### THE DATA
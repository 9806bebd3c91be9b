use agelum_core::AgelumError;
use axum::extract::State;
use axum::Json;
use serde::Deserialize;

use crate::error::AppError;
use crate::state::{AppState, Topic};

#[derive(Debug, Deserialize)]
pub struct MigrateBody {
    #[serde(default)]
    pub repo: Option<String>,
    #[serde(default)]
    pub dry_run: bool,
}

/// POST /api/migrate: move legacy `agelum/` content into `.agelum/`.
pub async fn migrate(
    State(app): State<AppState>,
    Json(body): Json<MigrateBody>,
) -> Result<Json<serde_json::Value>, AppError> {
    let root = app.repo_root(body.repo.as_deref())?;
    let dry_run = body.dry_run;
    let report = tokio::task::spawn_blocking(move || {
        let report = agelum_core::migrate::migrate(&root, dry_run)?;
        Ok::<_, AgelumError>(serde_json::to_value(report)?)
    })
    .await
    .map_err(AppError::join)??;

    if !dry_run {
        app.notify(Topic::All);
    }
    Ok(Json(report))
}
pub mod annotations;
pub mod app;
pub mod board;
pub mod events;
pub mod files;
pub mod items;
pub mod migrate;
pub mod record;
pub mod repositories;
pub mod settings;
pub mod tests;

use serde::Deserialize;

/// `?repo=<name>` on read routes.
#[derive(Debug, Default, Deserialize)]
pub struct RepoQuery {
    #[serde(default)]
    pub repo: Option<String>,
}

...

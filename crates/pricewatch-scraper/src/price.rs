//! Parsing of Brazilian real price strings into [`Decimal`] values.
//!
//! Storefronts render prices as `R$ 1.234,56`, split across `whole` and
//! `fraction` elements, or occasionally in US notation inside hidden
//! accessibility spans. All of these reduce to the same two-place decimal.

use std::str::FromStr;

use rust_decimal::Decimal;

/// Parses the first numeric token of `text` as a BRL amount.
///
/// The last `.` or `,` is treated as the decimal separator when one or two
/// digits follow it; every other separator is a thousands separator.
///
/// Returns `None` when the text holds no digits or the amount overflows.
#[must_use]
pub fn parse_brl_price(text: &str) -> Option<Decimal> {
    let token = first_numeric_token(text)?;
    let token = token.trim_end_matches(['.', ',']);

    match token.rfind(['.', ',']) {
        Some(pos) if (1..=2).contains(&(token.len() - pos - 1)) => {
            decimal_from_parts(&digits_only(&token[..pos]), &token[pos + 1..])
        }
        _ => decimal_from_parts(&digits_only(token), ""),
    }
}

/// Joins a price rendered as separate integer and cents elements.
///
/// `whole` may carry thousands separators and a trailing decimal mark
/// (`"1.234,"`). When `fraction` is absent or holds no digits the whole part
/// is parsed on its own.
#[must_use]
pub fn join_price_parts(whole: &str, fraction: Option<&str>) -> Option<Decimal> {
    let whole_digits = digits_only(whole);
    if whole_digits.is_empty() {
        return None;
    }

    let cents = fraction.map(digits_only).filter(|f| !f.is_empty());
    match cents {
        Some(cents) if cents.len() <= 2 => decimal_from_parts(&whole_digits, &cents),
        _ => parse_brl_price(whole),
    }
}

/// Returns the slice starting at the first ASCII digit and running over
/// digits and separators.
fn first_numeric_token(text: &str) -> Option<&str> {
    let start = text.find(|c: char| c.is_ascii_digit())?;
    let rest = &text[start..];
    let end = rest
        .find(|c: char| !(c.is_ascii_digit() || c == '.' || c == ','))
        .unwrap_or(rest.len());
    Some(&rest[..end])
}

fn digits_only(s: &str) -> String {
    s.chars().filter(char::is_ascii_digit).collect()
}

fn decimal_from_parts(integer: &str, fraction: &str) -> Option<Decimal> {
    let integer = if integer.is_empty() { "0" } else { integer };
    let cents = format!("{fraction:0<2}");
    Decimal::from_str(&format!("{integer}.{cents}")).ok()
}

* * *

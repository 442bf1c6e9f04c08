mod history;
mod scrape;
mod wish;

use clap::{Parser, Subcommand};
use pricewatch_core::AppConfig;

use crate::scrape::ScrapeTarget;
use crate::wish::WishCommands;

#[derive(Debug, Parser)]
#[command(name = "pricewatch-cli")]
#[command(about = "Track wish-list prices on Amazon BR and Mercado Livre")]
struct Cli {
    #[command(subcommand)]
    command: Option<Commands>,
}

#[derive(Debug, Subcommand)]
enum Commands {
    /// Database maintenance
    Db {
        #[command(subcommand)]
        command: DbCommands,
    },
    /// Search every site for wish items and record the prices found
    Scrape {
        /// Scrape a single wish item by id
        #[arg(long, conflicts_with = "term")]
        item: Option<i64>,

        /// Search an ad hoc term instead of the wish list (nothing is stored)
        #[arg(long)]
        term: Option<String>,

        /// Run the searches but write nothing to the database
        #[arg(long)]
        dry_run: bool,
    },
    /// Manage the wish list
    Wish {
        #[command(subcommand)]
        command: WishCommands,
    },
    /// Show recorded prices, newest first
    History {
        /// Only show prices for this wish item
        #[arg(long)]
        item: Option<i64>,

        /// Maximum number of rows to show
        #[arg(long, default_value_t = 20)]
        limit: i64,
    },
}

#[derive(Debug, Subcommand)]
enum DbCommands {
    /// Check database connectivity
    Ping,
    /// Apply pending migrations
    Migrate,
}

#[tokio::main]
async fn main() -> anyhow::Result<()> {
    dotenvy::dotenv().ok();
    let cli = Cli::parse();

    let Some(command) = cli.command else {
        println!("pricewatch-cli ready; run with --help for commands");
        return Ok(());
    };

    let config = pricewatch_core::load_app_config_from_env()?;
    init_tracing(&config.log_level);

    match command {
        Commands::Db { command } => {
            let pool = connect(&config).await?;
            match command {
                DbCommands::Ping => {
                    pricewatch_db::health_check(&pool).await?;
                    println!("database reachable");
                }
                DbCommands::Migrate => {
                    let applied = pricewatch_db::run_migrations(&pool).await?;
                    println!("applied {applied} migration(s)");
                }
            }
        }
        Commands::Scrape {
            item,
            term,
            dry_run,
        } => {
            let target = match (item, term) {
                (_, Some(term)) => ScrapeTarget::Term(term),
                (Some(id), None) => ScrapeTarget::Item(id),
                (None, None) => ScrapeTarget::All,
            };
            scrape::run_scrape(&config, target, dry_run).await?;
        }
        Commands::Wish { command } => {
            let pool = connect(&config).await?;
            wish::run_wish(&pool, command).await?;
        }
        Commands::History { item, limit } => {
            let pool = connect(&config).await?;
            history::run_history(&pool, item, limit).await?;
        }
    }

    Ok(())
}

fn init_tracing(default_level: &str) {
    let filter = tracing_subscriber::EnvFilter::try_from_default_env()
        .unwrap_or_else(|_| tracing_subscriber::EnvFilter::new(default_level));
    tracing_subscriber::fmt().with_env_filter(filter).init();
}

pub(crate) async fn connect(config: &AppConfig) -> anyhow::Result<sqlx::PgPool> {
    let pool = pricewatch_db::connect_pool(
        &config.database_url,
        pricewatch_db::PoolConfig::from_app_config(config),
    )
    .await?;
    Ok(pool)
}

### PROBLEM TO SOLVE
If a line in the material above contains "applied", show that line.

### FINISHED TASK
                    let applied = pricewatch_db::run_migrations(&pool).await?;
                    println!("applied {applied} migration(s)");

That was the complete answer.